==B Cinco de Mayo:== In addition to those outings, I’m meeting some friends at Maria Maria tomorrow to imbibe and devour in celebration of Cinco de Mayo. From 4pm ‘til 2am, they’re offering a Beer Garden on the patio in Sam Ramon, complete with taco and margarita bars. If you stop by, please come over and wish me ==I “Happy Birthday”== or share a CdM toast with me. To honor the spirit of Cinco de Mayo, here’s one of my favorite summer salads:
==B Avocado Mango Salad (serves 4)==
2 ripe tomatoes, chopped
2 avocados, diced
2 ripe mangoes
½ red onion, sliced
½ large or 1 small red pepper, cut into thin strips
½ cup cilantro, chopped
¾ cup extra-virgin olive oil
¼ cup white vinegar
2 Tbsp lemon juice
1 Tbsp sugar
Salt and pepper to taste
1. Assemble first 6 ingredients in a medium bowl; gently blend together.
2. Whisk together remaining ingredients to make a light vinaigrette. Pour vinaigrette into salad mix and blend gently before serving.
==B Weight Watchers:== By the way, I’m on my 4th week of Weight Watchers under the new point system. Despite all the birthday and travel indulgences, it looks like I’ve dropped 4.5 pounds. I love the ability to eat fresh fruits and veggies with no points assigned, especially as we move into summer. I have denied myself very little but I have definitely monitored and moderated my consumption of high-calorie foods and late-night snacks. And speaking of fresh fruits and vegetables, the ==B San Ramon Farmer’s Market== is located in Bishop Ranch 9 as of May 1. Look for the familiar banners near Whole Foods.

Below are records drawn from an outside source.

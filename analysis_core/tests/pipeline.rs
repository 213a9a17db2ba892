//! End-to-end checks of the analysis pipeline through the public API.

use std::time::Duration;

use analysis_core::analysis::StructuralAnalysis;
use analysis_core::calculations::{analyze_foundation, analyze_member, Severity, ViolationKind};
use analysis_core::config::{AnalysisConstants, EngineConfig};
use analysis_core::engine::{AnalysisEngine, AnalysisEvent};
use analysis_core::errors::Stage;
use analysis_core::fea::{AnalysisType, BackendError, FeaBackend};
use analysis_core::loads::generator::{snow_load_psf, wind_load_psf};
use analysis_core::loads::{generate_load_conditions, lrfd_combinations, LoadCondition, LoadKind};
use analysis_core::materials::{MaterialDatabase, MaterialRecord};
use analysis_core::members::{build_member, EndConditions, MemberRole};
use analysis_core::model::{Dimensions, FrameComponent, GreenhouseModel, InstalledSystems, Point3};
use analysis_core::sections::{Section, SectionTable};
use analysis_core::site::{ExposureCategory, RiskCategory, SiteParameters};
use approx::assert_relative_eq;

fn site() -> SiteParameters {
    SiteParameters {
        latitude: 40.79,
        longitude: -77.86,
        elevation_ft: 1150.0,
        ground_snow_load_psf: 25.0,
        basic_wind_speed_mph: 115.0,
        seismic_design_category: Some("B".to_string()),
        exposure_category: ExposureCategory::B,
        risk_category: RiskCategory::II,
    }
}

fn component(id: &str, role: MemberRole, length_ft: f64, width_in: f64, height_in: f64) -> FrameComponent {
    FrameComponent::new(
        id,
        id,
        Point3::new(0.0, 0.0, 10.0),
        Point3::new(length_ft, 0.0, 10.0),
        width_in,
        height_in,
        "A36",
    )
    .with_role(role)
}

/// 96 x 30 ft gable house with members ranging from slender to stocky.
fn greenhouse() -> GreenhouseModel {
    GreenhouseModel {
        name: "Research Range 2".to_string(),
        structure_type: "Gutter-Connected".to_string(),
        glazing_type: "polycarbonate".to_string(),
        dimensions: Dimensions {
            length_ft: 96.0,
            width_ft: 30.0,
            eave_height_ft: 12.0,
            ridge_height_ft: 18.0,
        },
        bay_spacing_ft: 6.0,
        frame_components: vec![
            component("C-1", MemberRole::Column, 12.0, 4.0, 4.0),
            component("R-1", MemberRole::Rafter, 16.0, 1.0, 3.0),
            component("R-2", MemberRole::Rafter, 16.0, 1.5, 4.0),
            component("P-1", MemberRole::Purlin, 6.0, 2.0, 4.0),
            component("T-1", MemberRole::Truss, 32.0, 3.0, 10.0),
            component("B-1", MemberRole::Beam, 20.0, 2.0, 6.0).with_section("W12X26"),
        ],
        systems: InstalledSystems {
            heating: true,
            irrigation: true,
            lighting: true,
        },
        equipment_weight_lb: 1500.0,
    }
}

#[test]
fn snow_load_determinism() {
    assert_relative_eq!(snow_load_psf(25.0, ExposureCategory::B, RiskCategory::II), 20.0);

    let conditions = generate_load_conditions(&greenhouse(), &site()).unwrap();
    let snow = conditions.iter().find(|c| c.kind == LoadKind::Snow).unwrap();
    assert_relative_eq!(snow.magnitude, 20.0);
    assert!(snow.calculation.contains("17.50"));
}

#[test]
fn wind_load_formula() {
    let p = wind_load_psf(115.0, RiskCategory::II);
    assert!((p - 23.02).abs() < 0.01);
}

#[test]
fn deflection_matches_closed_form() {
    // (L ft, E psi, section)
    let triples = [
        (20.0, 29_000_000.0, SectionTable::standard().lookup("W12X26").copied().unwrap()),
        (12.0, 10_000_000.0, Section::from_bounding_box(2.0, 6.0)),
        (30.0, 29_000_000.0, Section::from_bounding_box(4.0, 10.0)),
    ];
    let conditions = vec![condition(LoadKind::Dead, 8.0), condition(LoadKind::Live, 20.0)];
    let lrfd2: Vec<_> = lrfd_combinations().into_iter().filter(|c| c.name == "LRFD-2").collect();
    let tributary_ft = 5.0;

    for (length_ft, e_psi, section) in triples {
        let mut sections = SectionTable::new();
        sections.insert("CASE", section);
        let materials = MaterialDatabase::new().with_record(MaterialRecord::new("M", "case").with_elastic_modulus(e_psi));
        let c = FrameComponent::new("M-1", "Beam", Point3::new(0.0, 0.0, 0.0), Point3::new(length_ft, 0.0, 0.0), 1.0, 1.0, "M")
            .with_section("CASE")
            .with_tributary_width(tributary_ft);
        let member = build_member(&c, 4.0, &materials, &sections).unwrap();

        let result = analyze_member(&member, &lrfd2, &conditions, &AnalysisConstants::default()).unwrap().results;

        let w_lb_in = (1.2 * 8.0 + 1.6 * 20.0) * tributary_ft / 12.0;
        let l_in = length_ft * 12.0;
        let expected = 5.0 * w_lb_in * l_in.powi(4) / (384.0 * e_psi * section.ix_in4);
        assert_relative_eq!(result.max_deflection_in, expected, max_relative = 1e-12);
    }
}

#[test]
fn utilization_implies_strength_violation() {
    let config = EngineConfig::default();
    let analysis = AnalysisEngine::new(&config).run(&greenhouse(), &site()).unwrap();

    assert!(analysis.members.iter().any(|m| m.utilization().unwrap() > 1.2));
    for member in &analysis.members {
        let utilization = member.utilization().unwrap();
        assert!(utilization >= 0.0);
        let strength: Vec<_> = analysis
            .compliance
            .violations_for(&member.id)
            .filter(|v| v.kind == ViolationKind::Strength)
            .collect();
        if utilization > 1.0 {
            assert_eq!(strength.len(), 1, "member {}", member.id);
            assert_eq!(strength[0].severity == Severity::Critical, utilization > 1.2);
        } else {
            assert!(strength.is_empty());
        }
    }
}

#[test]
fn reduction_is_commutative_over_all_orderings() {
    let member = build_member(
        &component("R-9", MemberRole::Rafter, 18.0, 2.0, 6.0),
        6.0,
        &MaterialDatabase::standard(),
        &SectionTable::new(),
    )
    .unwrap();
    let conditions = generate_load_conditions(&greenhouse(), &site()).unwrap();
    let constants = AnalysisConstants::default();
    let base = lrfd_combinations();
    let reference = analyze_member(&member, &base, &conditions, &constants).unwrap();

    for order in permutations(base.len()) {
        let shuffled: Vec<_> = order.iter().map(|&i| base[i].clone()).collect();
        let result = analyze_member(&member, &shuffled, &conditions, &constants).unwrap();
        assert_eq!(result.results, reference.results);
    }
}

#[test]
fn foundation_is_idempotent() {
    let config = EngineConfig::default();
    let engine = AnalysisEngine::new(&config);
    let analysis = engine.run(&greenhouse(), &site()).unwrap();

    let first = engine.analyze_foundation(&analysis).unwrap();
    let second = analyze_foundation(&analysis, &config.soil).unwrap();
    assert_eq!(first, second);
    assert_relative_eq!(first.loads.vertical_lb, analysis.results.total_weight_lb * 1.5);
    assert_relative_eq!(first.loads.horizontal_lb, analysis.results.base_shear_lb);
}

#[test]
fn overall_is_deflection_and_strength() {
    let config = EngineConfig::default();
    let engine = AnalysisEngine::new(&config);

    let failing = engine.run(&greenhouse(), &site()).unwrap();
    assert!(!failing.compliance.overall);

    let mut sturdy = greenhouse();
    sturdy.frame_components = vec![component("P-1", MemberRole::Purlin, 4.0, 4.0, 8.0)];
    let passing = engine.run(&sturdy, &site()).unwrap();

    for analysis in [&failing, &passing] {
        let c = &analysis.compliance;
        assert_eq!(c.overall, c.deflection && c.strength);
    }
    assert!(passing.compliance.overall);
}

#[test]
fn zero_length_member_reported_not_analyzed() {
    let mut model = greenhouse();
    model.frame_components.push(FrameComponent::new(
        "Z-1",
        "Collapsed brace",
        Point3::new(5.0, 5.0, 5.0),
        Point3::new(5.0, 5.0, 5.0),
        2.0,
        2.0,
        "A36",
    ));
    let config = EngineConfig::default();
    let analysis = AnalysisEngine::new(&config).run(&model, &site()).unwrap();

    assert!(analysis.member("Z-1").is_none());
    assert_eq!(analysis.diagnostics.len(), 1);
    assert_eq!(analysis.diagnostics[0].error.error_code(), "COMPUTATION_DOMAIN");
    assert!(analysis.members.iter().all(|m| m.results.as_ref().unwrap().max_deflection_in.is_finite()));
}

#[test]
fn aggregate_serializes() {
    let config = EngineConfig::default();
    let analysis = AnalysisEngine::new(&config).run(&greenhouse(), &site()).unwrap();
    let json = analysis.to_json().unwrap();
    let parsed: StructuralAnalysis = serde_json::from_str(&json).unwrap();
    assert_eq!(parsed.members.len(), analysis.members.len());
    assert_eq!(parsed.results.member_results.len(), analysis.results.member_results.len());
    assert_eq!(parsed.results.connection_results.len(), analysis.results.connection_results.len());
    assert_relative_eq!(parsed.results.total_weight_lb, analysis.results.total_weight_lb, max_relative = 1e-12);
    assert_relative_eq!(parsed.results.max_utilization, analysis.results.max_utilization, max_relative = 1e-12);
    assert_eq!(parsed.compliance.overall, analysis.compliance.overall);
}

struct SlowBackend;

impl FeaBackend for SlowBackend {
    fn name(&self) -> &str {
        "slow-fea"
    }

    async fn perform_structural_analysis(
        &self,
        _model: &GreenhouseModel,
        _load_conditions: &[LoadCondition],
        _analysis_type: AnalysisType,
    ) -> Result<StructuralAnalysis, BackendError> {
        tokio::time::sleep(Duration::from_secs(30)).await;
        Err(BackendError::from("unreachable"))
    }
}

struct BrokenBackend;

impl FeaBackend for BrokenBackend {
    fn name(&self) -> &str {
        "broken-fea"
    }

    async fn perform_structural_analysis(
        &self,
        _model: &GreenhouseModel,
        _load_conditions: &[LoadCondition],
        _analysis_type: AnalysisType,
    ) -> Result<StructuralAnalysis, BackendError> {
        Err(BackendError::from("solver diverged"))
    }
}

/// Replays a precomputed analysis, as a remote solver would return it.
struct ReplayBackend(StructuralAnalysis);

impl FeaBackend for ReplayBackend {
    fn name(&self) -> &str {
        "replay"
    }

    async fn perform_structural_analysis(
        &self,
        _model: &GreenhouseModel,
        _load_conditions: &[LoadCondition],
        _analysis_type: AnalysisType,
    ) -> Result<StructuralAnalysis, BackendError> {
        Ok(self.0.clone())
    }
}

#[tokio::test]
async fn backend_timeout_is_external_failure() {
    let config = EngineConfig {
        fea_timeout_secs: 1,
        ..EngineConfig::default()
    };
    let engine = AnalysisEngine::new(&config);
    let mut events = Vec::new();

    let err = engine
        .run_with_backend(&greenhouse(), &site(), &SlowBackend, AnalysisType::LinearStatic, |e| {
            events.push(e.clone())
        })
        .await
        .unwrap_err();

    assert_eq!(err.error_code(), "ANALYSIS_FAILED");
    assert!(err.to_string().contains("slow-fea"));
    assert!(!events.contains(&AnalysisEvent::StageCompleted(Stage::Compliance)));
    assert!(matches!(events.last(), Some(AnalysisEvent::Failed(_))));
}

#[tokio::test]
async fn backend_error_is_external_failure() {
    let config = EngineConfig::default();
    let err = AnalysisEngine::new(&config)
        .run_with_backend(&greenhouse(), &site(), &BrokenBackend, AnalysisType::Modal, |_| {})
        .await
        .unwrap_err();
    assert_eq!(err.error_code(), "ANALYSIS_FAILED");
    assert!(err.to_string().contains("solver diverged"));
}

#[tokio::test]
async fn backend_result_feeds_compliance() {
    let config = EngineConfig::default();
    let engine = AnalysisEngine::new(&config);
    let local = engine.run(&greenhouse(), &site()).unwrap();
    let backend = ReplayBackend(local.clone());

    let mut events = Vec::new();
    let remote = engine
        .run_with_backend(&greenhouse(), &site(), &backend, AnalysisType::LinearStatic, |e| {
            events.push(e.clone())
        })
        .await
        .unwrap();

    assert_eq!(remote.id, local.id);
    assert_eq!(remote.compliance, local.compliance);
    assert!(events.contains(&AnalysisEvent::StageCompleted(Stage::ExternalAnalysis)));
    assert!(!events.contains(&AnalysisEvent::StageCompleted(Stage::MemberAnalysis)));
}

#[tokio::test]
async fn backend_nan_results_are_rejected() {
    let config = EngineConfig::default();
    let engine = AnalysisEngine::new(&config);
    let mut corrupted = engine.run(&greenhouse(), &site()).unwrap();
    if let Some(results) = corrupted.members[0].results.as_mut() {
        results.utilization = f64::NAN;
        results.max_deflection_in = f64::NAN;
    }

    let mut events = Vec::new();
    let err = engine
        .run_with_backend(&greenhouse(), &site(), &ReplayBackend(corrupted), AnalysisType::LinearStatic, |e| {
            events.push(e.clone())
        })
        .await
        .unwrap_err();

    assert_eq!(err.error_code(), "ANALYSIS_FAILED");
    assert!(err.to_string().contains("replay"));
    assert!(!events.contains(&AnalysisEvent::StageCompleted(Stage::Compliance)));
}

#[tokio::test]
async fn backend_negative_results_are_rejected() {
    let config = EngineConfig::default();
    let engine = AnalysisEngine::new(&config);
    let mut corrupted = engine.run(&greenhouse(), &site()).unwrap();
    corrupted.results.total_weight_lb = -1.0;

    let err = engine
        .run_with_backend(&greenhouse(), &site(), &ReplayBackend(corrupted), AnalysisType::LinearStatic, |_| {})
        .await
        .unwrap_err();
    assert_eq!(err.error_code(), "ANALYSIS_FAILED");
}

#[tokio::test]
async fn backend_cannot_loosen_code_limits() {
    let config = EngineConfig::default();
    let engine = AnalysisEngine::new(&config);
    let local = engine.run(&greenhouse(), &site()).unwrap();

    let mut loosened = local.clone();
    loosened.limits.deflection_ratio = 1.0;
    loosened.limits.vibration_hz = 0.0;
    loosened.building_code = "NONE".to_string();
    loosened.load_combinations.clear();

    let remote = engine
        .run_with_backend(&greenhouse(), &site(), &ReplayBackend(loosened), AnalysisType::LinearStatic, |_| {})
        .await
        .unwrap();

    assert_eq!(remote.limits, config.limits);
    assert_eq!(remote.building_code, "LRFD");
    assert_eq!(remote.site, site());
    assert_eq!(remote.load_combinations.len(), local.load_combinations.len());
    assert_eq!(
        remote.governing_combination().map(|c| c.name.clone()),
        local.governing_combination().map(|c| c.name.clone())
    );
    assert_eq!(remote.compliance, local.compliance);
}

fn condition(kind: LoadKind, magnitude: f64) -> LoadCondition {
    use analysis_core::loads::{ApplicationArea, LoadDirection, LoadDistribution, LoadUnit};
    LoadCondition {
        kind,
        magnitude,
        unit: LoadUnit::Psf,
        direction: LoadDirection::Gravity,
        distribution: LoadDistribution::Uniform,
        area: ApplicationArea::full(96.0, 30.0),
        load_factor: 1.0,
        importance_factor: 1.0,
        duration_factor: kind.duration_factor(),
        code_reference: String::new(),
        calculation: String::new(),
    }
}

/// Every ordering of `0..n` (Heap's algorithm).
fn permutations(n: usize) -> Vec<Vec<usize>> {
    let mut items: Vec<usize> = (0..n).collect();
    let mut counters = vec![0; n];
    let mut out = vec![items.clone()];
    let mut i = 0;
    while i < n {
        if counters[i] < i {
            if i % 2 == 0 {
                items.swap(0, i);
            } else {
                items.swap(counters[i], i);
            }
            out.push(items.clone());
            counters[i] += 1;
            i = 0;
        } else {
            counters[i] = 0;
            i += 1;
        }
    }
    out
}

==B Chick Peas:== Several of my reader-friends have called me about the chickpea meatloaf piece. They wanted to know more about the nutritional value of chickpeas. Interestingly, I’ve seen articles on chickpeas in food magazines and Sunset recently. Is May chickpea month? Anyway, here’s some interesting data about chickpeas. ==B Chickpeas -– or garbanzos, ceci beans (Italy), chana (India)--== are the third most consumed legume in the world. They provide a major source of protein for many citizens of the globe. Rich in protein, calcium and phosphorus and potassium, they are one powerful bean. They contain two different nutrients: antioxidant phytonutrients and insoluble fiber, both of which can fight heart disease and colon cancer. The thicker skin of the “desi-type” chickpeas (as compared with the more common, rounder bean types) are said to account for their higher concentrations of antioxidant phytonutrients. The “power bean” also contains vitamin E, vitamin C, and beta-carotene but phytonutrients such as flavenoids kaempferol, myricetin, and quercetin, and the phenolic acids, caffeic, chlorogenic, ferulic, vanillic anthocyanins delphinidin, cyanidin, manganese and petunidin are the real health treasures hidden away in this odd-shaped legume.
The benefit of the insoluble fiber is easier to explain. Because of the thicker skin and insolubility, the fiber makes it all the way to the large intestine and helps feed the good bacteria. “Hip Hip Hooray” to chickpeas for feeding the good bacteria! On that note, here’s a simple variation on hummus, the familiar dip:
==B Chickpea Dip with Cilantro (enough for an appetizer)==
2 cups canned chickpeas, drained (liquid reserved) and rinsed
1 Tbsp freshly squeezed lemon juice
zest of 1 lemon
½ tsp fine sea salt
2 cloves hard-neck garlic, peeled, halved, minced
1 cup fresh cilantro – reserve a few leaves for garnish
In a food blender or food processor, combine the chickpeas, lemon juice, lemon zest, salt, garlic, and most of the cilantro leaves. Blend until smooth, adding 5-6 Tbsp of the reserved liquid if necessary to achieve a smooth consistency. Season to taste. Store in an airtight container in the fridge for up to 2 days. Garnish with fresh cilantro leaves before serving.